As I sat and listened to Mount Vernon Mayor Jill Boudreau give the commencement speech to this year's graduating class of Skagit Valley College the other night, I couldn't help but wonder if she was giving the graduates the wrong message when she spoke on the importance of kindness.
As I looked around the room, I knew that many of those students would be transitioning to their next stages of education and still others were getting ready to join the working world. But the commencement speech was a little off the mark in my opinion.
Mayor Boudreau, who earned her bachelors degree at age 34, expressed the importance of lifelong and daily learning and said that establishing this passion for daily learning would make these students better people. She commended the students for being comfortable with change and for having expanded their brains. She encouraged them to continue being lifelong learners through college classes, workshops, regular library visits and even plain old Googleing.
Sure, everyone can agree with all that, but where I couldn't help but scoff a little was when Boudreau brought up the importance of kindness. She told a story of her grandfather being the kindest person she knew and how he took the trains in search for work during the depression and worked for two meals a day. She said her grandfather studied human nature, was not afraid to fail and was kind until his dying days. He even asked for a cell phone in his 90's -- proving he truly embraced learning, innovation and change. Sadly, Boudreau's grandfather passed away at age 99 last year.
Boudreau went on to say that being kind is successful and that her husband sends her regular kind texts before board meetings that she's able to read like "really good fortune cookies". She encouraged the students to send others funny notes, let someone in when in traffic, resist gossip, coach others when encountered with unscrupulous behavior and let someone know when they have something stuck in their teeth or nose.
Boudreau expressed the importance of resisting quick assumptions, hate speech and the negative emotions that might cause you to shut off your brain and react like animals. She said that kindness pulls us back to our humanity, is attractive to employers and even girlfriend's parents. It restores our dignity and is something everyone can do.
Sure, kindness does all those things, and it never hurts to be nice, but are we forgetting that we live in a capitalist economy that doesn't give a damn about how nice you are? There are only a limited number of good jobs in Skagit County and just being kind isn't gonna get you to the top of that work ladder. You can be the nicest person on the planet, but that doesn't mean the competition isn't gonna be cruel in it's pursuits to step by our kind ass on their way to the top.

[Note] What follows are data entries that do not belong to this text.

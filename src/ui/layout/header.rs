use crate::app::App;
use crate::ui::theme::Theme;
use ratatui::{
    layout::{Alignment, Rect},
    style::{Modifier, Style},
    text::{Line, Span},
    widgets::Paragraph,
    Frame,
};
use ratatui_image::picker::ProtocolType;

pub(super) fn draw_header(f: &mut Frame, app: &App, area: Rect, theme: &Theme) {
    let total = app.browse.visible.len();
    let count_info = if total == 0 {
        "0/0".to_string()
    } else {
        format!("{}/{}", app.browse.cursor + 1, total)
    };

    let view_info = match app.selected_wallpaper() {
        Some(record) => record.name.clone(),
        None => "Browse".to_string(),
    };

    let mut spans = vec![
        Span::styled(
            " Wallpaper Browser ",
            Style::default()
                .fg(theme.highlight)
                .add_modifier(Modifier::BOLD),
        ),
        Span::styled("│ ", Style::default().fg(theme.fg_muted)),
        Span::styled(view_info, Style::default().fg(theme.fg_secondary)),
        Span::styled(" │ ", Style::default().fg(theme.fg_muted)),
        Span::styled(count_info, Style::default().fg(theme.accent)),
        Span::styled(" │ ", Style::default().fg(theme.fg_muted)),
        Span::styled(
            format!("[img:{}]", protocol_label(app)),
            Style::default().fg(theme.fg_secondary),
        ),
    ];

    if !app.browse.query.is_empty() || app.ui.search_mode {
        spans.push(Span::styled(" ", Style::default()));
        spans.push(Span::styled(
            format!("[/{}]", app.browse.query),
            Style::default().fg(theme.highlight),
        ));
    }

    let paragraph = Paragraph::new(Line::from(spans)).alignment(Alignment::Center);
    f.render_widget(paragraph, area);
}

pub(super) fn draw_status(f: &mut Frame, app: &App, area: Rect, theme: &Theme) {
    if let Some(status) = &app.ui.status {
        let color = theme.level_color(status.level);
        // Multi-line messages go to the info popup; keep the first line here.
        let text = status.text.lines().next().unwrap_or_default();
        let line = Line::from(vec![
            Span::styled("● ", Style::default().fg(color)),
            Span::styled(text, Style::default().fg(color)),
        ]);
        let paragraph = Paragraph::new(line).alignment(Alignment::Center);
        f.render_widget(paragraph, area);
    }
}

pub(super) fn draw_footer(f: &mut Frame, app: &App, area: Rect, theme: &Theme) {
    if app.ui.command_mode {
        let cmd_line = Line::from(vec![
            Span::styled(
                ":",
                Style::default()
                    .fg(theme.accent)
                    .add_modifier(Modifier::BOLD),
            ),
            Span::styled(&app.ui.command_buffer, Style::default().fg(theme.fg_primary)),
            Span::styled("█", Style::default().fg(theme.accent)),
        ]);
        f.render_widget(Paragraph::new(cmd_line), area);
        return;
    }

    if app.ui.search_mode {
        let search_line = Line::from(vec![
            Span::styled(
                "/",
                Style::default()
                    .fg(theme.highlight)
                    .add_modifier(Modifier::BOLD),
            ),
            Span::styled(&app.browse.query, Style::default().fg(theme.fg_primary)),
            Span::styled("█", Style::default().fg(theme.highlight)),
            Span::styled("  Enter/Esc done", Style::default().fg(theme.fg_muted)),
        ]);
        f.render_widget(Paragraph::new(search_line), area);
        return;
    }

    let kb = &app.config.keybindings;
    let keys: Vec<(String, &str)> = if app.session.is_list_view() {
        vec![
            ("j/k".to_string(), "move"),
            (kb.view.clone(), "view"),
            (kb.search.clone(), "search"),
            (kb.upload.clone(), "upload"),
            (":".to_string(), "cmd"),
            ("?".to_string(), "help"),
            (kb.quit.clone(), "quit"),
        ]
    } else {
        vec![
            (kb.download.clone(), "download"),
            (kb.apply.clone(), "apply"),
            (kb.info.clone(), "info"),
            (format!("{}/Esc", kb.back), "back"),
            (":".to_string(), "cmd"),
            ("?".to_string(), "help"),
        ]
    };

    let mut spans = Vec::with_capacity(keys.len() * 3);
    for (i, (key, label)) in keys.into_iter().enumerate() {
        if i > 0 {
            spans.push(Span::styled(" │ ", Style::default().fg(theme.fg_muted)));
        }
        spans.push(Span::styled(key, Style::default().fg(theme.accent)));
        spans.push(Span::styled(
            format!(" {}", label),
            Style::default().fg(theme.fg_muted),
        ));
    }

    let paragraph = Paragraph::new(Line::from(spans)).alignment(Alignment::Center);
    f.render_widget(paragraph, area);
}

pub(super) fn protocol_label(app: &App) -> &'static str {
    app.preview
        .picker
        .as_ref()
        .map(|p| match p.protocol_type {
            ProtocolType::Halfblocks => "HB",
            ProtocolType::Sixel => "SIX",
            ProtocolType::Kitty => "KTY",
            ProtocolType::Iterm2 => "IT2",
        })
        .unwrap_or("N/A")
}
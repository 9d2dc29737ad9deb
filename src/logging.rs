use std::fs::{self, OpenOptions};
use std::path::PathBuf;
use std::sync::Mutex;
use tracing_subscriber::EnvFilter;

/// Where log output goes.
pub enum LogTarget {
    /// Append to the log file; the terminal belongs to the UI.
    File,
    /// Write to stderr (non-interactive subcommands).
    Stderr,
}

/// Path of the TUI log file.
pub fn log_path() -> PathBuf {
    directories::ProjectDirs::from("com", "mrmattias", "wallbrowse")
        .map(|dirs| dirs.data_local_dir().to_path_buf())
        .unwrap_or_else(std::env::temp_dir)
        .join("wallbrowse.log")
}

/// Install the global tracing subscriber. `RUST_LOG` overrides the default level.
pub fn init(target: LogTarget) {
    match target {
        LogTarget::File => {
            let path = log_path();
            if let Some(parent) = path.parent() {
                let _ = fs::create_dir_all(parent);
            }
            // No log file means no logging; stderr would draw over the UI.
            if let Ok(file) = OpenOptions::new().create(true).append(true).open(&path) {
                let _ = tracing_subscriber::fmt()
                    .with_env_filter(filter("info"))
                    .with_writer(Mutex::new(file))
                    .with_ansi(false)
                    .try_init();
            }
        }
        LogTarget::Stderr => {
            let _ = tracing_subscriber::fmt()
                .with_env_filter(filter("warn"))
                .with_writer(std::io::stderr)
                .compact()
                .try_init();
        }
    }
}

fn filter(default: &str) -> EnvFilter {
    EnvFilter::try_from_default_env().unwrap_or_else(|_| EnvFilter::new(default))
}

I think that if Boudreau REALLY took a look at the big picture and asked herself how she was elected mayor, kindness would be a mere dash in the collective cocktail of traits that earned her the position. Sure, being kind is a nice thing to say about your passing grandfather, and it's easy to write a nice speech filled with colorful anecdotes that will give those in attendance a happy feeling, but to preach kindness to an auditorium filled with eager students joining the working world seems a bit naive and irresponsible.
These students will be entering the most difficult transition of their lives and I'm here to tell you that simply being equipped with kindness isn't going to be enough. Being nice only gets you stepped on. Letting someone merge in traffic or telling your buddy he has food stuck in his teeth, or a booger in his nose, will only get you that much further behind in traffic and a buddy who will likely get the job instead of you. Sure, kindness has its place in our collective worlds, but if you ask me, it's not the message our future needs to rely on.